+++ Data extracts

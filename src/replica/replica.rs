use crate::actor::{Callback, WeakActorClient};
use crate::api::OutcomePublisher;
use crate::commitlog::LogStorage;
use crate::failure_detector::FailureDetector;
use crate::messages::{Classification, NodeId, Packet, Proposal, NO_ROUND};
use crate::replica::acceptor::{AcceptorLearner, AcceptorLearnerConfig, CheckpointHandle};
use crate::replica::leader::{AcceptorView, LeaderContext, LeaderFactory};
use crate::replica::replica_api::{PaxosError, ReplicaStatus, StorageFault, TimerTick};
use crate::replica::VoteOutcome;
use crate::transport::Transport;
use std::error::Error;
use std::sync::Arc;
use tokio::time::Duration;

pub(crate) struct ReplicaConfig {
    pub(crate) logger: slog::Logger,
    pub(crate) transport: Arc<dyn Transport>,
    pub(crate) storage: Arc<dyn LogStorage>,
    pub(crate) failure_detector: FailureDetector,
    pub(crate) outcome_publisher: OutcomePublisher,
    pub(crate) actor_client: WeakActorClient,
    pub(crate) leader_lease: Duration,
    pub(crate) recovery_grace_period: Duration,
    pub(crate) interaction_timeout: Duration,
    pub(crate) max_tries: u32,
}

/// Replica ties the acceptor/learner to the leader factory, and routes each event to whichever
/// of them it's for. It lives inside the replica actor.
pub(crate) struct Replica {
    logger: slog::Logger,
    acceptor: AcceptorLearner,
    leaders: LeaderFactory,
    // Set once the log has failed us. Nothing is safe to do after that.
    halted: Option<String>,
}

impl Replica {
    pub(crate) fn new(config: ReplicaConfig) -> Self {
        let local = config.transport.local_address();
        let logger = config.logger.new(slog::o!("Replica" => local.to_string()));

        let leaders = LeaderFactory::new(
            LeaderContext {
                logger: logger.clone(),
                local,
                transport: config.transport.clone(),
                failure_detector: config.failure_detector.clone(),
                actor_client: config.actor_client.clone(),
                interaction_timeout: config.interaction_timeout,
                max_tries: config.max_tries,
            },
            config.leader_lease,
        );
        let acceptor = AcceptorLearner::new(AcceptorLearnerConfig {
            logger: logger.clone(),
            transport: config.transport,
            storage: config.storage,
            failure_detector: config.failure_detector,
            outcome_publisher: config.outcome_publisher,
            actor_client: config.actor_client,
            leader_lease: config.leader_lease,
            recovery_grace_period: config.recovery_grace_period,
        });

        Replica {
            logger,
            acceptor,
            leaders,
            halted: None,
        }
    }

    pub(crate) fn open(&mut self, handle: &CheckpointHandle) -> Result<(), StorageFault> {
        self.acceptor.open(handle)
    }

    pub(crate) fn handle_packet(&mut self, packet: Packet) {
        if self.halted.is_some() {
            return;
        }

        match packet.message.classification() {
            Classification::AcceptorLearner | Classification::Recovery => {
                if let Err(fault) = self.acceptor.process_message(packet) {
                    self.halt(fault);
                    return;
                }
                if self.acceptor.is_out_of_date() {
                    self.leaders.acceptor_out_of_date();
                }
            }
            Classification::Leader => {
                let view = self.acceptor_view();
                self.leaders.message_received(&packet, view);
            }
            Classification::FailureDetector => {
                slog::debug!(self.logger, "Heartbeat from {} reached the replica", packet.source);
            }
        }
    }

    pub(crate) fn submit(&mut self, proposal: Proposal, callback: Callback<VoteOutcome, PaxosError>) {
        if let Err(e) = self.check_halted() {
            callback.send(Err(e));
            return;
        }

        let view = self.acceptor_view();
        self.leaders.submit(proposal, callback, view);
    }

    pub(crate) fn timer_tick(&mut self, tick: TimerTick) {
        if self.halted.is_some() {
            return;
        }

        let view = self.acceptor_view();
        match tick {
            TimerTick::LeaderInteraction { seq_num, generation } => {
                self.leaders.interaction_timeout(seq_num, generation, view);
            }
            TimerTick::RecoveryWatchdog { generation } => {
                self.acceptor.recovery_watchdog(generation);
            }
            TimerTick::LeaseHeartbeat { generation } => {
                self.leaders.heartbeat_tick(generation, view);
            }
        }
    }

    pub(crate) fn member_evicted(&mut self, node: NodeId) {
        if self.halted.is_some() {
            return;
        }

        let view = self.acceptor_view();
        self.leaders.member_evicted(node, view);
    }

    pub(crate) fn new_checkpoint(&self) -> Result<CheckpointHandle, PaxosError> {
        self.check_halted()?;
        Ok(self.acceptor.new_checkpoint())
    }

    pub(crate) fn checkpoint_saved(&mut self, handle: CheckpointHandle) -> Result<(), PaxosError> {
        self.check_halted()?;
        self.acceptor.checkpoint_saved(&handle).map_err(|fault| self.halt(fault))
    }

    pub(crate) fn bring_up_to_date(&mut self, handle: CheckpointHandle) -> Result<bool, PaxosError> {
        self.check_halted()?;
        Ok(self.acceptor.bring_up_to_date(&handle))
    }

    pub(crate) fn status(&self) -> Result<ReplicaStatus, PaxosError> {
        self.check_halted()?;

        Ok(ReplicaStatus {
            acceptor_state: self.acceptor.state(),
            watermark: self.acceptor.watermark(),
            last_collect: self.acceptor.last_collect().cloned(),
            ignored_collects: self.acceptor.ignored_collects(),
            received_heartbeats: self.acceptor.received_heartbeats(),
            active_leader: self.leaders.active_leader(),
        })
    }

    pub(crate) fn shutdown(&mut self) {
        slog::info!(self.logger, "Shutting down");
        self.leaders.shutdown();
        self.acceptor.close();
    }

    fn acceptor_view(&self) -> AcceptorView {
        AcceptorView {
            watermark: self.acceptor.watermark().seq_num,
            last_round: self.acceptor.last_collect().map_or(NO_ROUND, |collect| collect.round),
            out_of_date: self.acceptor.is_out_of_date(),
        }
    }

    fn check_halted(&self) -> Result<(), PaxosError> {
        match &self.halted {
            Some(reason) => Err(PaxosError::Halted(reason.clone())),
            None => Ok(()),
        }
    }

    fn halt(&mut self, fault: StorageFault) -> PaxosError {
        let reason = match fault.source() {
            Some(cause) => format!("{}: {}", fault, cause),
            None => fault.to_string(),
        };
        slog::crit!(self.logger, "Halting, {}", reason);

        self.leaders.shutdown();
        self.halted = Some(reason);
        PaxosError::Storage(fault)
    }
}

++++++
+++ Data extracts

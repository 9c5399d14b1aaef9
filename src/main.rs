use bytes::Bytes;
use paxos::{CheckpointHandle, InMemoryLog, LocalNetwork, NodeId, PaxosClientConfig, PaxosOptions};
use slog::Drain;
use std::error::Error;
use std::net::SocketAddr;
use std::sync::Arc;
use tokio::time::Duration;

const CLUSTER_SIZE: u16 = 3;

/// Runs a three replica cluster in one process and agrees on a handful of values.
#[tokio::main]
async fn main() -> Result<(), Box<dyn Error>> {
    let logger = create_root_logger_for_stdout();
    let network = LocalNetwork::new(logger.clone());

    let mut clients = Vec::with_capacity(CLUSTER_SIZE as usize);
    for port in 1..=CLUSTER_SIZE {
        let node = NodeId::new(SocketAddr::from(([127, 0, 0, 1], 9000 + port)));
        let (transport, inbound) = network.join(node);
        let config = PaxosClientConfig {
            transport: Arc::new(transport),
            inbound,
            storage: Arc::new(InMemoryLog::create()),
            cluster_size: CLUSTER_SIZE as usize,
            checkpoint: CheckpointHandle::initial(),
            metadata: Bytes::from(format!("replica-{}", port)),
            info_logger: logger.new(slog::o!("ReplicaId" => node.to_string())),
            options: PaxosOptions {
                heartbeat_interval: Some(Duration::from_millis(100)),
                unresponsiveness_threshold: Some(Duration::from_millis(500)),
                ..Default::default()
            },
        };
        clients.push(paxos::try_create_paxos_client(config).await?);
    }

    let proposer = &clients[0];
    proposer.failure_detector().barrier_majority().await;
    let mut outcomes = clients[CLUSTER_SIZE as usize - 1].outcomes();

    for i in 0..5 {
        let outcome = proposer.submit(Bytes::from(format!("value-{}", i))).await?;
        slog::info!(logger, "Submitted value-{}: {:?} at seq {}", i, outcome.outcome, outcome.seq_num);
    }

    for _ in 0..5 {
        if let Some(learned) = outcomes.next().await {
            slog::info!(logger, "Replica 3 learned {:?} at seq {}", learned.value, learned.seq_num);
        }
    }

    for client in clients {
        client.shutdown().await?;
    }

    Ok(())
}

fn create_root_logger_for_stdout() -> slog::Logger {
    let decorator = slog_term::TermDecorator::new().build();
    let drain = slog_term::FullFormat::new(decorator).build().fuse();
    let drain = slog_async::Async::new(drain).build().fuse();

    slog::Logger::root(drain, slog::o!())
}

++++++

- Exercise brief
Search the entries for the string "ReplicaStatus". Copy every line that has it.

- Problem solution
use crate::replica::replica_api::{PaxosError, ReplicaStatus, StorageFault, TimerTick};
    pub(crate) fn status(&self) -> Result<ReplicaStatus, PaxosError> {
        Ok(ReplicaStatus {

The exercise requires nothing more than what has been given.